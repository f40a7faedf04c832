use marker::GradingJob;
use marker::error::MarkerError;
use marker::feedback::auto_feedback::{IMPORT_ERROR_NOTE, INDEX_NOTE};
use marker::report::SubmissionStatus;
use marker::traits::feedback::{Feedback, FeedbackContext};
use marker::types::Verdict;
use std::fs;
use std::path::Path;
use util::grading_config::GradingConfig;
use util::test_helpers::{setup_test_dir, write_csv_file, write_sheet};

const CONTACTS: &str = "id,phone,addr\n1,555-0100,1 Main St\n2,555-0200,2 Oak St\n";

fn contacts_config(dir: &Path, submissions: &str) -> GradingConfig {
    let raw = format!(
        r#"{{
            "assignment": "Contacts",
            "solution": {{ "path": "answer_key" }},
            "criteria": [
                {{ "id": "Criteria_1", "sheet": "Criteria_1", "key_column": "id",
                   "compared_columns": ["phone", "addr"] }},
                {{ "id": "Criteria_2", "sheet": "Criteria_2", "key_column": "id",
                   "compared_columns": ["phone", "addr"] }}
            ],
            "submissions": [{submissions}]
        }}"#
    );
    let path = dir.join("grading.json");
    fs::write(&path, raw).unwrap();
    GradingConfig::load(&path).unwrap()
}

fn answer_key(dir: &Path) {
    write_sheet(dir, "answer_key", "Criteria_1", CONTACTS);
    write_sheet(dir, "answer_key", "Criteria_2", CONTACTS);
}

#[test]
fn contact_scenario_verdicts() {
    let dir = setup_test_dir();
    answer_key(dir.path());

    write_sheet(dir.path(), "identical", "Criteria_1", CONTACTS);
    write_sheet(dir.path(), "identical", "Criteria_2", CONTACTS);

    write_sheet(dir.path(), "short", "Criteria_1", "id,phone,addr\n1,555-0100,1 Main St\n");
    write_sheet(
        dir.path(),
        "short",
        "Criteria_2",
        "id,phone,addr\n1,555-0100,1 Main St\n2,555-9999,2 Oak St\n",
    );

    write_sheet(
        dir.path(),
        "wide",
        "Criteria_1",
        "id,phone,addr,notes\n1,555-0100,1 Main St,\n2,555-0200,2 Oak St,\n",
    );
    write_sheet(dir.path(), "wide", "Criteria_2", CONTACTS);

    let config = contacts_config(
        dir.path(),
        r#"{ "label": "Identical", "path": "identical" },
           { "label": "Short", "path": "short" },
           { "label": "Wide", "path": "wide" },
           { "label": "Missing", "path": "missing", "optional": false }"#,
    );
    let job = GradingJob::from_config(config).unwrap();
    let report = job.grade_submissions().unwrap();

    let identical = report.submission("Identical").unwrap();
    assert_eq!(identical.score, 100);
    for result in &identical.results {
        assert_eq!(result.verdict, Verdict::Correct);
        assert_eq!(result.note, "");
    }

    let short = report.submission("Short").unwrap();
    assert_eq!(
        short.result("Criteria_1").unwrap().verdict,
        Verdict::RowCountMismatch
    );
    assert_eq!(
        short.result("Criteria_2").unwrap().verdict,
        Verdict::ContentMismatch
    );

    let wide = report.submission("Wide").unwrap();
    assert_eq!(
        wide.result("Criteria_1").unwrap().verdict,
        Verdict::ColumnCountMismatch
    );
    assert_eq!(wide.result("Criteria_2").unwrap().verdict, Verdict::Correct);

    let missing = report.submission("Missing").unwrap();
    assert_eq!(missing.status, SubmissionStatus::Graded);
    for result in &missing.results {
        assert_eq!(result.verdict, Verdict::ImportError);
        assert_eq!(result.note, IMPORT_ERROR_NOTE);
        assert!(result.detail.as_deref().unwrap().starts_with("file not found"));
    }
}

#[test]
fn missing_sheet_only_affects_its_criterion() {
    let dir = setup_test_dir();
    answer_key(dir.path());
    write_sheet(dir.path(), "partial", "Criteria_1", CONTACTS);

    let config = contacts_config(dir.path(), r#"{ "label": "Partial", "path": "partial" }"#);
    let report = GradingJob::from_config(config)
        .unwrap()
        .grade_submissions()
        .unwrap();

    let partial = report.submission("Partial").unwrap();
    assert_eq!(partial.result("Criteria_1").unwrap().verdict, Verdict::Correct);
    let second = partial.result("Criteria_2").unwrap();
    assert_eq!(second.verdict, Verdict::ImportError);
    assert!(second.detail.as_deref().unwrap().contains("Criteria_2"));
    assert_eq!(partial.score, 50);
}

#[test]
fn optional_missing_submission_is_skipped() {
    let dir = setup_test_dir();
    answer_key(dir.path());

    let config = contacts_config(dir.path(), r#"{ "label": "Python", "path": "nothing_here" }"#);
    let report = GradingJob::from_config(config)
        .unwrap()
        .grade_submissions()
        .unwrap();

    let python = report.submission("Python").unwrap();
    assert_eq!(python.status, SubmissionStatus::Skipped);
    assert!(python.results.is_empty());
}

#[test]
fn malformed_sheet_is_import_error() {
    let dir = setup_test_dir();
    answer_key(dir.path());
    write_sheet(dir.path(), "ragged", "Criteria_1", "id,phone\n1,555-0100,1 Main St\n");
    write_sheet(dir.path(), "ragged", "Criteria_2", "phone,addr\n555-0100,1 Main St\n");

    let config = contacts_config(dir.path(), r#"{ "label": "Ragged", "path": "ragged" }"#);
    let report = GradingJob::from_config(config)
        .unwrap()
        .grade_submissions()
        .unwrap();

    let ragged = report.submission("Ragged").unwrap();
    assert!(
        ragged
            .results
            .iter()
            .all(|r| r.verdict == Verdict::ImportError)
    );
}

#[test]
fn membership_scenario_with_exported_index() {
    let dir = setup_test_dir();
    write_sheet(
        dir.path(),
        "answer_key",
        "Medications",
        "prod_ai\ndrugA\ndrugB\ndrugC\n",
    );
    write_csv_file(
        dir.path(),
        "too_few.csv",
        "Unnamed: 0,prod_ai\n0,drugA\n1,drugB\n2,drugA\n",
    );
    write_csv_file(dir.path(), "too_many.csv", "prod_ai\ndrugA\ndrugB\ndrugC\ndrugD\n");
    write_csv_file(dir.path(), "mixed.csv", "prod_ai\ndrugA\ndrugB\ndrugX\n");

    let raw = r#"{
        "assignment": "FAERS",
        "solution": { "path": "answer_key" },
        "criteria": [
            { "id": "Medications", "sheet": "Medications", "method": "membership",
              "value_column": "prod_ai" }
        ],
        "submissions": [
            { "label": "Python", "path": "too_few.csv" },
            { "label": "R", "path": "too_many.csv" },
            { "label": "General", "path": "mixed.csv" }
        ]
    }"#;
    let path = dir.path().join("faers.json");
    fs::write(&path, raw).unwrap();

    let job = GradingJob::from_config(GradingConfig::load(&path).unwrap()).unwrap();
    let report = job.grade_submissions().unwrap();

    let python = report.submission("Python").unwrap().result("Medications").unwrap();
    assert_eq!(python.verdict, Verdict::TooFew);
    assert_eq!(python.remark, INDEX_NOTE);
    let comparison = python.comparison.as_ref().unwrap();
    assert_eq!(comparison.missing_values, vec!["drugC"]);
    assert_eq!(comparison.candidate_shape.columns, 1);

    let r = report.submission("R").unwrap().result("Medications").unwrap();
    assert_eq!(r.verdict, Verdict::TooMany);
    assert!(r.remark.is_empty());

    let general = report.submission("General").unwrap().result("Medications").unwrap();
    assert_eq!(general.verdict, Verdict::SetMismatch);

    assert_eq!(report.references[0].values, vec!["drugA", "drugB", "drugC"]);

    let written = report.write_sheets(&dir.path().join("results")).unwrap();
    assert_eq!(written.len(), 4);
    assert!(
        dir.path()
            .join("results/Medications reference values.csv")
            .is_file()
    );
}

#[test]
fn bmi_cohort_answer_key_grades_submission() {
    let dir = setup_test_dir();
    write_sheet(
        dir.path(),
        "BMI_Data",
        "HeightWeight",
        "ID,Age,Height (cm),Weight (kg)\n1,65,170,95\n2,40,180,70\n3,70,160,92\n4,30,175,110\n",
    );
    write_sheet(
        dir.path(),
        "BMI_Data",
        "Contact Info",
        "ID,PhoneNo,Address\n1,555-0100,1 Main St\n2,555-0200,2 Oak St\n\
         3,555-0300,3 Pine St\n4,555-0400,4 Elm St\n",
    );
    // Submitted out of order, with a trailing blank row as R exports often have.
    write_sheet(
        dir.path(),
        "BMI_Solution_R",
        "Criteria_3",
        "ID,PhoneNo,Address\n3,555-0300,3 Pine St\n1,555-0100,1 Main St\n,,\n",
    );

    let raw = r#"{
        "assignment": "BMI Risk Factors",
        "solution": { "path": "BMI_Data" },
        "criteria": [
            { "id": "Criteria_3", "sheet": "Criteria_3", "key_column": "ID",
              "compared_columns": ["PhoneNo", "Address"],
              "reference": { "kind": "bmi_cohort", "min_bmi": 30, "min_age": 60 } },
            { "id": "Criteria_4", "sheet": "Criteria_4", "key_column": "ID",
              "compared_columns": ["PhoneNo", "Address"],
              "reference": { "kind": "bmi_cohort", "min_bmi": 35, "min_age": 60 } }
        ],
        "submissions": [ { "label": "R Submission", "path": "BMI_Solution_R" } ]
    }"#;
    let path = dir.path().join("bmi.json");
    fs::write(&path, raw).unwrap();

    let job = GradingJob::from_config(GradingConfig::load(&path).unwrap()).unwrap();
    let report = job.grade_submissions().unwrap();
    let r = report.submission("R Submission").unwrap();

    assert_eq!(r.result("Criteria_3").unwrap().verdict, Verdict::Correct);
    assert_eq!(r.result("Criteria_4").unwrap().verdict, Verdict::ImportError);
}

#[test]
fn unknown_reference_column_aborts_before_grading() {
    let dir = setup_test_dir();
    write_sheet(dir.path(), "answer_key", "Criteria_1", "id,phone\n1,555\n");
    write_sheet(dir.path(), "answer_key", "Criteria_2", CONTACTS);
    let config = contacts_config(dir.path(), "");

    assert!(matches!(
        GradingJob::from_config(config),
        Err(MarkerError::InvalidConfig(_))
    ));
}

#[test]
fn instructor_overrides_replace_default_notes() {
    let dir = setup_test_dir();
    answer_key(dir.path());
    write_sheet(dir.path(), "short", "Criteria_1", "id,phone,addr\n1,555-0100,1 Main St\n");
    write_sheet(dir.path(), "short", "Criteria_2", "id,phone,addr\n1,555-0100,1 Main St\n");

    let mut config = contacts_config(dir.path(), r#"{ "label": "Short", "path": "short" }"#);
    config
        .feedback
        .overrides
        .insert("row_count_mismatch".into(), "Check your BMI filter.".into());
    config.criteria[1]
        .feedback
        .insert("row_count_mismatch".into(), "Did you apply the age filter?".into());

    let report = GradingJob::from_config(config)
        .unwrap()
        .grade_submissions()
        .unwrap();
    let short = report.submission("Short").unwrap();
    assert_eq!(short.result("Criteria_1").unwrap().note, "Check your BMI filter.");
    assert_eq!(
        short.result("Criteria_2").unwrap().note,
        "Did you apply the age filter?"
    );
}

struct LabelledFeedback;

impl Feedback for LabelledFeedback {
    fn note(&self, context: &FeedbackContext<'_>, verdict: Verdict) -> String {
        if verdict.is_correct() {
            String::new()
        } else {
            format!("{}: {}", context.criterion, verdict)
        }
    }
}

#[test]
fn custom_feedback_strategy_writes_notes() {
    let dir = setup_test_dir();
    answer_key(dir.path());
    write_sheet(dir.path(), "short", "Criteria_1", "id,phone,addr\n1,555-0100,1 Main St\n");
    write_sheet(dir.path(), "short", "Criteria_2", CONTACTS);

    let config = contacts_config(dir.path(), r#"{ "label": "Short", "path": "short" }"#);
    let job = GradingJob::from_config(config)
        .unwrap()
        .with_feedback(LabelledFeedback);
    assert_eq!(job.config().assignment, "Contacts");
    assert_eq!(job.answer_key().len(), 2);
    assert_eq!(job.answer_key().get("Criteria_1").unwrap().row_count(), 2);

    let report = job.grade_submissions().unwrap();
    let short = report.submission("Short").unwrap();
    assert_eq!(
        short.result("Criteria_1").unwrap().note,
        "Criteria_1: RowCountMismatch"
    );
    assert_eq!(short.result("Criteria_2").unwrap().note, "");
}
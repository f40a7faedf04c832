use crate::catalog::Catalog;
use crate::error::SimulationError;
use crate::generate::{GeneratedFile, Generator};
use crate::machine::Machine;
use crate::stock::{StockSettings, simulate_machine};
use rand::rngs::StdRng;
use std::path::Path;
use tracing::info;

/// Dispensing transactions of one cabinet.
pub struct TransactionsGenerator<'a> {
    pub machine: &'a Machine,
    pub catalog: &'a Catalog,
    pub settings: StockSettings,
}

impl Generator for TransactionsGenerator<'_> {
    fn generate(&self, out_dir: &Path, rng: &mut StdRng) -> Result<GeneratedFile, SimulationError> {
        let transactions = simulate_machine(self.machine, self.catalog, &self.settings, rng);

        let path = out_dir.join(self.machine.output_file);
        let mut writer = csv::Writer::from_path(&path)?;
        for transaction in &transactions {
            writer.serialize(transaction)?;
        }
        writer.flush()?;

        info!(
            machine = self.machine.id,
            transactions = transactions.len(),
            "wrote {}",
            path.display()
        );
        Ok(GeneratedFile {
            path,
            rows: transactions.len(),
        })
    }
}
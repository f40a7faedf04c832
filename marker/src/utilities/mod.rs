//! # Utilities
//!
//! This module contains utility functions shared across the `marker` crate.
//!
//! Currently, this module exports the following sub-module:
//! - [`workbook_loader`]: Reading workbooks (CSV directories or single CSV files) into
//!   datasets and writing datasets back out as sheets.

pub mod workbook_loader;
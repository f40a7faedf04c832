//! Manual feedback strategy: allows instructors to specify custom notes per verdict.
//!
//! Overrides come from the grading configuration, either for every criterion or for
//! one criterion by id. A verdict without an override falls back to
//! [`AutoFeedback`]. `Correct` is never overridden.

use crate::error::MarkerError;
use crate::feedback::auto_feedback::AutoFeedback;
use crate::traits::feedback::{Feedback, FeedbackContext};
use crate::types::Verdict;
use std::collections::{BTreeMap, HashMap};

#[derive(Debug, Default, Clone)]
pub struct ManualFeedback {
    global: HashMap<Verdict, String>,
    per_criterion: HashMap<String, HashMap<Verdict, String>>,
}

impl ManualFeedback {
    /// Build from a map of verdict key (`"content_mismatch"`, ...) to note.
    pub fn new(overrides: &BTreeMap<String, String>) -> Result<Self, MarkerError> {
        Ok(Self {
            global: parse_overrides(overrides)?,
            per_criterion: HashMap::new(),
        })
    }

    pub fn with_criterion(
        mut self,
        criterion: impl Into<String>,
        overrides: &BTreeMap<String, String>,
    ) -> Result<Self, MarkerError> {
        let parsed = parse_overrides(overrides)?;
        if !parsed.is_empty() {
            self.per_criterion.insert(criterion.into(), parsed);
        }
        Ok(self)
    }

    pub fn is_empty(&self) -> bool {
        self.global.is_empty() && self.per_criterion.is_empty()
    }
}

fn parse_overrides(
    overrides: &BTreeMap<String, String>,
) -> Result<HashMap<Verdict, String>, MarkerError> {
    overrides
        .iter()
        .map(|(key, note)| {
            let verdict = Verdict::from_key(key).ok_or_else(|| {
                MarkerError::InvalidConfig(format!("unknown verdict `{key}` in feedback overrides"))
            })?;
            if verdict.is_correct() {
                return Err(MarkerError::InvalidConfig(
                    "the `correct` verdict cannot carry a note".to_string(),
                ));
            }
            Ok((verdict, note.clone()))
        })
        .collect()
}

impl Feedback for ManualFeedback {
    fn note(&self, context: &FeedbackContext<'_>, verdict: Verdict) -> String {
        if verdict.is_correct() {
            return String::new();
        }
        self.per_criterion
            .get(context.criterion)
            .and_then(|m| m.get(&verdict))
            .or_else(|| self.global.get(&verdict))
            .cloned()
            .unwrap_or_else(|| AutoFeedback.note(context, verdict))
    }
}
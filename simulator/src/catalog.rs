//! Medication catalog: every medication the dispensing cabinets can stock, with
//! its dispensing rarity in each department.
//!
//! The catalog is read from a CSV file (`Med_Name`, `Note`, `EmergencyStatus` and
//! one `<Department>_Rarity` column per department) or taken from the built-in list.

use crate::error::SimulationError;
use serde::{Deserialize, Serialize};
use std::fmt;
use std::path::Path;
use std::str::FromStr;

#[derive(Debug, Clone, Copy, PartialEq, Eq, PartialOrd, Ord, Hash)]
pub enum Department {
    Emergency,
    Surgery,
    Neurology,
    Dermatology,
    Oncology,
}

impl Department {
    /// Name written to `Machines.csv`.
    pub fn display_name(self) -> &'static str {
        match self {
            Department::Emergency => "Emergency Department",
            Department::Surgery => "Surgery",
            Department::Neurology => "Neurology",
            Department::Dermatology => "Dermatology",
            Department::Oncology => "Oncology",
        }
    }

    fn index(self) -> usize {
        self as usize
    }
}

impl fmt::Display for Department {
    fn fmt(&self, f: &mut fmt::Formatter<'_>) -> fmt::Result {
        f.write_str(self.display_name())
    }
}

/// How often a medication is dispensed in a department.
#[derive(Debug, Clone, Copy, PartialEq, Eq, Hash)]
pub enum Rarity {
    /// Not stocked.
    None,
    SpecialLow,
    Rare,
    Moderate,
    Common,
    SpecialHigh,
}

impl Rarity {
    pub fn is_stocked(self) -> bool {
        self != Rarity::None
    }
}

impl FromStr for Rarity {
    type Err = String;

    fn from_str(s: &str) -> Result<Self, Self::Err> {
        match s.trim() {
            "" | "None" => Ok(Rarity::None),
            "SpecialLow" => Ok(Rarity::SpecialLow),
            "Rare" => Ok(Rarity::Rare),
            "Moderate" => Ok(Rarity::Moderate),
            "Common" => Ok(Rarity::Common),
            "SpecialHigh" => Ok(Rarity::SpecialHigh),
            other => Err(format!("unknown rarity `{other}`")),
        }
    }
}

#[derive(Debug, Clone, PartialEq)]
pub struct Medication {
    pub name: String,
    pub note: String,
    pub emergency_status: String,
    rarity: [Rarity; 5],
}

impl Medication {
    pub fn rarity_in(&self, department: Department) -> Rarity {
        self.rarity[department.index()]
    }

    pub fn is_emergency(&self) -> bool {
        self.emergency_status.eq_ignore_ascii_case("yes")
    }
}

#[derive(Debug, Deserialize)]
struct CatalogRecord {
    #[serde(rename = "Med_Name")]
    name: String,
    #[serde(rename = "Note", default)]
    note: String,
    #[serde(rename = "EmergencyStatus", default)]
    emergency_status: String,
    #[serde(rename = "ED_Rarity", default)]
    ed: String,
    #[serde(rename = "GenSurgery_Rarity", default)]
    surgery: String,
    #[serde(rename = "Neurology_Rarity", default)]
    neurology: String,
    #[serde(rename = "Dermatology_Rarity", default)]
    dermatology: String,
    #[serde(rename = "Oncology_Rarity", default)]
    oncology: String,
}

#[derive(Debug, Serialize)]
struct MedicationRow<'a> {
    #[serde(rename = "Med_Name")]
    name: &'a str,
    #[serde(rename = "Note")]
    note: &'a str,
    #[serde(rename = "EmergencyStatus")]
    emergency_status: &'a str,
}

/// Medications sorted by name.
#[derive(Debug, Clone, PartialEq)]
pub struct Catalog {
    medications: Vec<Medication>,
}

impl Catalog {
    fn from_medications(mut medications: Vec<Medication>) -> Self {
        medications.sort_by(|a, b| a.name.cmp(&b.name));
        Self { medications }
    }

    pub fn from_csv(path: &Path) -> Result<Self, SimulationError> {
        let invalid = |reason: String| SimulationError::Catalog {
            path: path.to_path_buf(),
            reason,
        };

        let mut reader = csv::ReaderBuilder::new()
            .has_headers(true)
            .flexible(true)
            .from_path(path)?;

        let mut medications = Vec::new();
        for record in reader.deserialize::<CatalogRecord>() {
            let record = record?;
            if record.name.trim().is_empty() {
                continue;
            }
            let mut rarity = [Rarity::None; 5];
            for (slot, raw) in rarity.iter_mut().zip([
                &record.ed,
                &record.surgery,
                &record.neurology,
                &record.dermatology,
                &record.oncology,
            ]) {
                *slot = raw
                    .parse()
                    .map_err(|e| invalid(format!("{}: {e}", record.name)))?;
            }
            medications.push(Medication {
                name: record.name.trim().to_string(),
                note: record.note,
                emergency_status: record.emergency_status,
                rarity,
            });
        }

        if medications.is_empty() {
            return Err(invalid("no medications".to_string()));
        }
        Ok(Self::from_medications(medications))
    }

    pub fn builtin() -> Self {
        Self::from_medications(
            BUILTIN
                .iter()
                .map(|(name, note, emergency, rarity)| Medication {
                    name: name.to_string(),
                    note: note.to_string(),
                    emergency_status: emergency.to_string(),
                    rarity: *rarity,
                })
                .collect(),
        )
    }

    pub fn medications(&self) -> &[Medication] {
        &self.medications
    }

    pub fn get(&self, name: &str) -> Option<&Medication> {
        self.medications.iter().find(|m| m.name == name)
    }

    pub fn len(&self) -> usize {
        self.medications.len()
    }

    pub fn is_empty(&self) -> bool {
        self.medications.is_empty()
    }

    /// Write `Med_Name, Note, EmergencyStatus` for every medication.
    pub fn write_csv(&self, path: &Path) -> Result<(), SimulationError> {
        let mut writer = csv::Writer::from_path(path)?;
        for med in &self.medications {
            writer.serialize(MedicationRow {
                name: &med.name,
                note: &med.note,
                emergency_status: &med.emergency_status,
            })?;
        }
        writer.flush()?;
        Ok(())
    }
}

use Rarity::{Common as C, Moderate as M, None as N, Rare as R};

// Rarity columns: Emergency, Surgery, Neurology, Dermatology, Oncology.
const BUILTIN: &[(&str, &str, &str, [Rarity; 5])] = &[
    ("acetaminophen 325mg TAB", "", "No", [C, C, M, M, C]),
    ("acetaZOLAMIDE 125mg TAB", "", "No", [N, M, R, N, N]),
    ("acetaZOLAMIDE 250mg TAB", "", "No", [N, R, M, N, N]),
    ("DAPTomycin PFI 50mg/1mL 10mL INJ", "Reconstitute before use", "Yes", [N, R, N, N, R]),
    ("DOPamine in D5W 800mcg/1mL 250mL INJ", "", "Yes", [M, R, N, N, N]),
    ("enoxaparin 120mg/0.8mL 0.8mL SYRINGE", "", "No", [N, R, R, N, R]),
    ("enoxaparin 60mg/0.6mL 0.6mL SYRINGE", "", "No", [R, M, M, N, M]),
    ("enoxaparin 80mg/0.8mL 0.8mL SYRINGE", "", "No", [R, M, R, N, M]),
    ("EPINEPHrine 0.3mg/0.3mL 0.3mL PEN", "", "Yes", [C, M, N, R, N]),
    ("furosemide 40mg TAB", "", "Yes", [R, N, N, R, R]),
    ("hydrocortisone 1% 1app CREAM", "Topical", "No", [R, N, N, C, M]),
    ("hydrocortisone 10mg TAB", "", "No", [M, N, N, M, R]),
    ("ibuprofen 200mg TAB", "", "No", [C, M, M, R, R]),
    ("ibuprofen 400mg TAB", "", "No", [M, M, R, N, R]),
    ("levothyroxine 100mcg TAB", "", "No", [N, N, N, M, M]),
    ("levothyroxine 50mcg TAB", "", "No", [N, N, N, R, M]),
    ("metoprolol succinate ER 25mg TAB", "", "No", [M, R, R, N, R]),
    ("metoprolol tartrate 25mg TAB", "", "No", [M, M, R, N, N]),
    ("ONDANsetron ODT 4mg TAB", "Dissolve on tongue", "No", [C, C, M, N, C]),
    ("pravastatin 10mg TAB", "", "No", [N, N, R, N, R]),
    ("pravastatin 20mg TAB", "", "No", [R, N, R, N, R]),
];
use std::fs;
use std::path::{Path, PathBuf};
use tempfile::TempDir;

/// Creates a unique temporary directory for on-disk workbooks. The directory is
/// automatically cleaned up when the returned `TempDir` is dropped.
///
/// Keep the returned `TempDir` in scope for as long as you need the files.
pub fn setup_test_dir() -> TempDir {
    TempDir::new().expect("failed to create tempdir")
}

/// Writes `contents` as `<dir>/<workbook>/<sheet>.csv`, creating the workbook
/// directory when needed, and returns the workbook directory.
pub fn write_sheet(dir: &Path, workbook: &str, sheet: &str, contents: &str) -> PathBuf {
    let wb = dir.join(workbook);
    fs::create_dir_all(&wb).expect("failed to create workbook dir");
    fs::write(wb.join(format!("{sheet}.csv")), contents).expect("failed to write sheet");
    wb
}

/// Writes a single-sheet workbook (one CSV file) and returns its path.
pub fn write_csv_file(dir: &Path, name: &str, contents: &str) -> PathBuf {
    let path = dir.join(name);
    fs::write(&path, contents).expect("failed to write csv file");
    path
}
use crate::error::SimulationError;
use colored::*;
use rand::rngs::StdRng;
use std::io::{self, Write};
use std::path::{Path, PathBuf};
use std::time::Instant;

const STATUS_COLUMN: usize = 80;

/// A file written by a generator.
#[derive(Debug, Clone, PartialEq, Eq)]
pub struct GeneratedFile {
    pub path: PathBuf,
    pub rows: usize,
}

pub trait Generator {
    fn generate(&self, out_dir: &Path, rng: &mut StdRng) -> Result<GeneratedFile, SimulationError>;
}

/// Run one generator, printing a progress line with its outcome and timing.
pub fn run_generator<G: Generator + ?Sized>(
    generator: &G,
    name: &str,
    out_dir: &Path,
    rng: &mut StdRng,
) -> Result<GeneratedFile, SimulationError> {
    let base_msg = format!("Generating {}", name.bold());
    let dots = ".".repeat(STATUS_COLUMN.saturating_sub(base_msg.len()));
    print!("{}{} ", base_msg, dots);
    io::stdout().flush().ok();

    let start = Instant::now();
    match generator.generate(out_dir, rng) {
        Ok(file) => {
            let detail = format!("({} rows, {:.2?})", file.rows, start.elapsed()).dimmed();
            println!("{} {}", "done".green(), detail);
            Ok(file)
        }
        Err(e) => {
            println!("{}", "failed".red());
            Err(e)
        }
    }
}
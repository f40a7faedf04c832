//!
//! # Feedback Trait
//!
//! This module defines the [`Feedback`] trait, which turns a verdict into the
//! diagnostic note shown to the student. Strategies can be template-based
//! ([`AutoFeedback`](crate::feedback::auto_feedback::AutoFeedback)) or
//! instructor-specified ([`ManualFeedback`](crate::feedback::manual_feedback::ManualFeedback)).
//!

use crate::types::Verdict;

/// What a feedback strategy knows about the criterion being graded.
#[derive(Debug, Clone, Copy)]
pub struct FeedbackContext<'a> {
    pub criterion: &'a str,
    pub required_columns: &'a [String],
}

/// A trait for pluggable feedback strategies in the marker system.
///
/// Implementations must return an empty note for [`Verdict::Correct`].
pub trait Feedback {
    fn note(&self, context: &FeedbackContext<'_>, verdict: Verdict) -> String;
}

- YOUR OBJECTIVE
A count is wanted, and nothing else: the lines of this listing that include the word "files".

- RESPONSE AREA
2